Archive for category Housing Market
Quarter in U.S. foreclosure plan late on payments
Posted by admin in Housing Market on December 5th, 2009

by Lisa Richwine - Dec. 5, 2009 5:13pm EST
Reuters.com
WASHINGTON (Reuters) - More than one-quarter of homeowners receiving help under a U.S. government foreclosure prevention plan are behind on their new mortgage payments, a Treasury Department survey has found.
Some 650,000 borrowers are participating in the trial phase of the Obama administration’s Home Affordable Modification Program, a $75 billion taxpayer-financed program launched this year.
Most home loan modifications result in lower monthly payments, although some lead to reduced principal on mortgages.
Trial modifications were initially for three months, but the Treasury added 60 days, effectively making them last five months.

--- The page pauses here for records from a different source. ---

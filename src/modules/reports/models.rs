use rust_decimal::Decimal;
use serde::Serialize;

use crate::modules::calendar::PeriodRange;

/// Presentation-ready report structure handed to the transport
/// collaborator. All monetary values are already rounded to whole
/// rupiah; dates are canonical. No locale/formatting logic lives here
/// beyond the fixed Indonesian labels.
#[derive(Debug, Clone, PartialEq, Serialize)]
pub struct Report {
    pub header: ReportHeader,
    pub sections: Vec<ReportSection>,
    pub totals: ReportTotals,
    /// Adjacent periods for prev/next navigation, when the report
    /// shape supports it (weekly, monthly, profit)
    pub navigation: Option<Navigation>,
}

#[derive(Debug, Clone, PartialEq, Serialize)]
pub struct ReportHeader {
    pub title: String,
    pub period_label: String,
    pub period: PeriodRange,
}

#[derive(Debug, Clone, PartialEq, Serialize)]
pub struct ReportSection {
    pub title: String,
    pub rows: Vec<ReportRow>,
}

/// One body row: a labeled group with its rounded figures
#[derive(Debug, Clone, PartialEq, Serialize)]
pub struct ReportRow {
    pub label: String,
    pub transaction_count: u64,
    pub revenue: Decimal,
    #[serde(skip_serializing_if = "Option::is_none")]
    pub commission: Option<Decimal>,
    #[serde(skip_serializing_if = "Option::is_none")]
    pub operating_cost: Option<Decimal>,
    #[serde(skip_serializing_if = "Option::is_none")]
    pub net_profit: Option<Decimal>,
    /// Share of the report total, percent with one decimal
    #[serde(skip_serializing_if = "Option::is_none")]
    pub share_percent: Option<Decimal>,
}

impl ReportRow {
    pub fn new(label: impl Into<String>, transaction_count: u64, revenue: Decimal) -> Self {
        Self {
            label: label.into(),
            transaction_count,
            revenue,
            commission: None,
            operating_cost: None,
            net_profit: None,
            share_percent: None,
        }
    }

    pub fn with_profit(
        mut self,
        commission: Decimal,
        operating_cost: Decimal,
        net_profit: Decimal,
    ) -> Self {
        self.commission = Some(commission);
        self.operating_cost = Some(operating_cost);
        self.net_profit = Some(net_profit);
        self
    }

    pub fn with_share(mut self, share_percent: Decimal) -> Self {
        self.share_percent = Some(share_percent);
        self
    }
}

/// Footer totals
#[derive(Debug, Clone, Default, PartialEq, Serialize)]
pub struct ReportTotals {
    pub transaction_count: u64,
    pub revenue: Decimal,
    #[serde(skip_serializing_if = "Option::is_none")]
    pub commission: Option<Decimal>,
    #[serde(skip_serializing_if = "Option::is_none")]
    pub operating_cost: Option<Decimal>,
    #[serde(skip_serializing_if = "Option::is_none")]
    pub net_profit: Option<Decimal>,
    /// Days inside the period with at least one transaction
    #[serde(skip_serializing_if = "Option::is_none")]
    pub operating_days: Option<u64>,
    /// Average revenue per operating day, rounded
    #[serde(skip_serializing_if = "Option::is_none")]
    pub avg_revenue_per_day: Option<Decimal>,
}

/// Prev/next period targets so the transport can offer navigation
/// without re-deriving calendar logic
#[derive(Debug, Clone, PartialEq, Serialize)]
pub struct Navigation {
    pub prev: PeriodRange,
    pub next: PeriodRange,
}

Homeowners must submit more detailed documentation before they can have their loan modifications made permanent.
A Treasury Department survey of large mortgage servicers found “over 73 percent of borrowers are current in their trial plan payments,” Assistant Treasury Secretary Herbert Allison told a congressional oversight panel.
That leaves about 27 percent who are delinquent on the payments.
Allison provided written answers to questions raised at an October hearing before the Congressional Oversight Panel, which monitors the government’s foreclosure prevention plan and other financial rescue efforts.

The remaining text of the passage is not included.